Problem description: Take the line containing "let Some(base_url) = cfg.storage.base_url.as_deref()" and every line after it in the data below, and print them exactly as given, with nothing else.

= Beginning of Section =

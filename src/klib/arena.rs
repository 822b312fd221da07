// Arquivo: klib/arena.rs
//
// Propósito: Arena de recursos inteiros (resource allocator).
// Gerencia um namespace de inteiros (ex: handles de capability) como uma
// lista de spans livres, com alocação first-fit alinhada e coalescência
// na liberação.
//
// Detalhes de Implementação:
// - Spans livres ordenados por base em um Vec.
// - alloc(count, align) varre os spans e recorta o primeiro que couber.
// - free(base, count) reinsere e funde com vizinhos adjacentes.

//! Arena de recursos inteiros

use alloc::vec::Vec;

/// Um intervalo livre [base, base + count).
#[derive(Debug, Clone, Copy, PartialEq, Eq)]
struct Span {
    base: usize,
    count: usize,
}

/// Arena de inteiros.
pub struct RaArena {
    /// Spans livres, ordenados por base, sem sobreposição nem adjacência.
    spans: Vec<Span>,
}

impl RaArena {
    /// Cria uma arena vazia (sem spans).
    pub const fn new() -> Self {
        Self { spans: Vec::new() }
    }

    /// Adiciona um span de recursos disponíveis.
    pub fn span_add(&mut self, base: usize, count: usize) {
        if count == 0 {
            return;
        }
        self.insert_free(Span { base, count });
    }

    /// Aloca `count` inteiros consecutivos com base alinhada a `align`.
    /// Retorna a base ou None se a arena estiver exaurida.
    pub fn alloc(&mut self, count: usize, align: usize) -> Option<usize> {
        debug_assert!(align.is_power_of_two());
        if count == 0 {
            return None;
        }

        for i in 0..self.spans.len() {
            let span = self.spans[i];
            let aligned = crate::klib::align::align_up(span.base, align);
            let skip = aligned - span.base;

            if skip + count > span.count {
                continue;
            }

            // Recorta [aligned, aligned + count) do span.
            self.spans.remove(i);
            if skip > 0 {
                self.insert_free(Span {
                    base: span.base,
                    count: skip,
                });
            }
            let tail = span.count - skip - count;
            if tail > 0 {
                self.insert_free(Span {
                    base: aligned + count,
                    count: tail,
                });
            }
            return Some(aligned);
        }

        None
    }

    /// Devolve `count` inteiros a partir de `base`.
    pub fn free(&mut self, base: usize, count: usize) {
        if count == 0 {
            return;
        }
        self.insert_free(Span { base, count });
    }

    /// Total de inteiros livres (diagnóstico e testes).
    pub fn free_count(&self) -> usize {
        self.spans.iter().map(|s| s.count).sum()
    }

    /// Insere mantendo a ordenação por base e fundindo com vizinhos.
    fn insert_free(&mut self, span: Span) {
        let pos = self
            .spans
            .iter()
            .position(|s| s.base > span.base)
            .unwrap_or(self.spans.len());

        self.spans.insert(pos, span);

        // Funde com o sucessor.
        if pos + 1 < self.spans.len() {
            let next = self.spans[pos + 1];
            debug_assert!(span.base + span.count <= next.base, "span duplicado na arena");
            if span.base + span.count == next.base {
                self.spans[pos].count += next.count;
                self.spans.remove(pos + 1);
            }
        }
        // Funde com o antecessor.
        if pos > 0 {
            let prev = self.spans[pos - 1];
            let cur = self.spans[pos];
            debug_assert!(prev.base + prev.count <= cur.base, "span duplicado na arena");
            if prev.base + prev.count == cur.base {
                self.spans[pos - 1].count += cur.count;
                self.spans.remove(pos);
            }
        }
    }
}
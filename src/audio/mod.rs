//! Audio primitives: PCM frames, WAV-encoded recording artifacts, and the
//! microphone capture boundary.

pub mod microphone;

use std::io::Cursor;

use anyhow::{Context, Result};

pub use microphone::{Capture, CaptureSpec, ChannelMicrophone, DeviceError, DeviceLease, Microphone};

/// Audio sample data (16-bit PCM, interleaved).
#[derive(Debug, Clone)]
pub struct AudioFrame {
    /// Raw audio samples (i16 PCM, interleaved)
    pub samples: Vec<i16>,
    /// Sample rate in Hz
    pub sample_rate: u32,
    /// Number of channels
    pub channels: u16,
}

/// A finished recording: WAV bytes plus the format facts needed to reason
/// about it without re-parsing.
#[derive(Debug, Clone)]
pub struct RecordingArtifact {
    pub wav: Vec<u8>,
    pub duration_secs: f64,
    pub sample_rate: u32,
    pub channels: u16,
}

impl RecordingArtifact {
    /// Encode raw samples into a WAV artifact.
    pub fn from_samples(samples: &[i16], sample_rate: u32, channels: u16) -> Result<Self> {
        let wav = encode_wav(samples, sample_rate, channels)?;
        let frames = samples.len() / channels.max(1) as usize;
        Ok(Self {
            wav,
            duration_secs: frames as f64 / sample_rate as f64,
            sample_rate,
            channels,
        })
    }

    /// Wrap client-provided WAV bytes, reading the format from the header.
    pub fn from_wav_bytes(wav: Vec<u8>) -> Result<Self> {
        let reader =
            hound::WavReader::new(Cursor::new(&wav)).context("Failed to parse WAV header")?;
        let spec = reader.spec();
        let duration_secs = reader.duration() as f64 / spec.sample_rate as f64;
        Ok(Self {
            wav,
            duration_secs,
            sample_rate: spec.sample_rate,
            channels: spec.channels,
        })
    }

    /// True when the artifact holds no audio.
    pub fn is_empty(&self) -> bool {
        self.duration_secs <= 0.0
    }
}

/// Encode 16-bit PCM samples as an in-memory WAV file.
pub fn encode_wav(samples: &[i16], sample_rate: u32, channels: u16) -> Result<Vec<u8>> {
    let spec = hound::WavSpec {
        channels,
        sample_rate,
        bits_per_sample: 16,
        sample_format: hound::SampleFormat::Int,
    };

    let mut cursor = Cursor::new(Vec::new());
    {
        let mut writer =
            hound::WavWriter::new(&mut cursor, spec).context("Failed to create WAV writer")?;
        for &sample in samples {
            writer
                .write_sample(sample)
                .context("Failed to write sample to WAV")?;
        }
        writer.finalize().context("Failed to finalize WAV")?;
    }

    Ok(cursor.into_inner())
}
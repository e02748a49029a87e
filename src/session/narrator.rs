use tracing::info;

/// Reads prompts aloud for the candidate.
///
/// Narration is fire-and-forget: it must never block or fail a session
/// operation, and it never touches session state or timers. Speech synthesis
/// happens client-side; the default implementation just logs what would be
/// spoken.
#[async_trait::async_trait]
pub trait Narrator: Send + Sync {
    async fn speak(&self, text: &str);
}

/// Narrator that logs the prompt instead of synthesizing speech.
pub struct LoggingNarrator;

#[async_trait::async_trait]
impl Narrator for LoggingNarrator {
    async fn speak(&self, text: &str) {
        info!("Narrating prompt: {}", text);
    }
}
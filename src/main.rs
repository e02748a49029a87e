use std::net::SocketAddr;
use std::sync::Arc;

use anyhow::{Context, Result};
use clap::Parser;
use tokio::net::TcpListener;
use tracing::{info, warn};

use bandprep::audio::ChannelMicrophone;
use bandprep::content::samples;
use bandprep::examiner::{AiExaminer, Evaluator};
use bandprep::session::LoggingNarrator;
use bandprep::storage::{BlobStore, HostedBucket, MemoryBucket};
use bandprep::{create_router, AppState, Config};

#[derive(Parser)]
#[command(name = "bandprep")]
#[command(about = "Practice portal backend for band-scored language tests")]
struct Args {
    /// Config file stem (config/bandprep reads config/bandprep.toml)
    #[arg(long, default_value = "config/bandprep")]
    config: String,

    /// Override the configured HTTP port
    #[arg(long)]
    port: Option<u16>,

    /// Seed the content store with sample tests and tasks
    #[arg(long)]
    seed_samples: bool,
}

#[tokio::main]
async fn main() -> Result<()> {
    bandprep::telemetry::init_tracing();

    let args = Args::parse();
    let mut cfg = Config::load(&args.config)?;
    if let Some(port) = args.port {
        cfg.service.http.port = port;
    }

    info!("{} v{}", cfg.service.name, env!("CARGO_PKG_VERSION"));

    let microphone = Arc::new(ChannelMicrophone::new());
    let narrator = Arc::new(LoggingNarrator);

    let blobs: Arc<dyn BlobStore> = match hosted_bucket(&cfg)? {
        Some(bucket) => {
            info!("Uploads go to hosted storage at {}", cfg.storage.base_url.as_deref().unwrap_or_default());
            Arc::new(bucket)
        }
        None => {
            warn!("No hosted storage configured, uploads stay in memory");
            Arc::new(MemoryBucket::new())
        }
    };

    let evaluator: Option<Arc<dyn Evaluator>> =
        match AiExaminer::from_config(&cfg.evaluator, cfg.prompts.clone()) {
            Some(examiner) => {
                info!("AI evaluation enabled with model {}", cfg.evaluator.model);
                Some(Arc::new(examiner))
            }
            None => {
                warn!(
                    "{} is not set, submissions will fail at the evaluation step",
                    cfg.evaluator.api_key_env
                );
                None
            }
        };

    let bind = cfg.service.http.bind.clone();
    let port = cfg.service.http.port;

    let state = AppState::new(cfg, microphone, narrator, blobs, evaluator);

    if args.seed_samples {
        samples::seed(&state.content).await;
        info!("Seeded sample content");
    }

    let app = create_router(state);

    let addr: SocketAddr = format!("{}:{}", bind, port)
        .parse()
        .context("invalid bind address")?;
    let listener = TcpListener::bind(addr).await?;
    info!("HTTP server listening on {}", addr);
    axum::serve(listener, app).await?;

    Ok(())
}

fn hosted_bucket(cfg: &Config) -> Result<Option<HostedBucket>> {
    let Some(base_url) = cfg.storage.base_url.as_deref() else {
        return Ok(None);
    };
    match std::env::var(&cfg.storage.service_key_env) {
        Ok(service_key) => Ok(Some(HostedBucket::new(base_url, service_key)?)),
        Err(_) => {
            warn!(
                "{} is not set, ignoring configured storage at {}",
                cfg.storage.service_key_env, base_url
            );
            Ok(None)
        }
    }
}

= End of Section =

Answer section:
    let Some(base_url) = cfg.storage.base_url.as_deref() else {
        return Ok(None);
    };
    match std::env::var(&cfg.storage.service_key_env) {
        Ok(service_key) => Ok(Some(HostedBucket::new(base_url, service_key)?)),
        Err(_) => {
            warn!(
                "{} is not set, ignoring configured storage at {}",
                cfg.storage.service_key_env, base_url
            );
            Ok(None)
        }
    }
}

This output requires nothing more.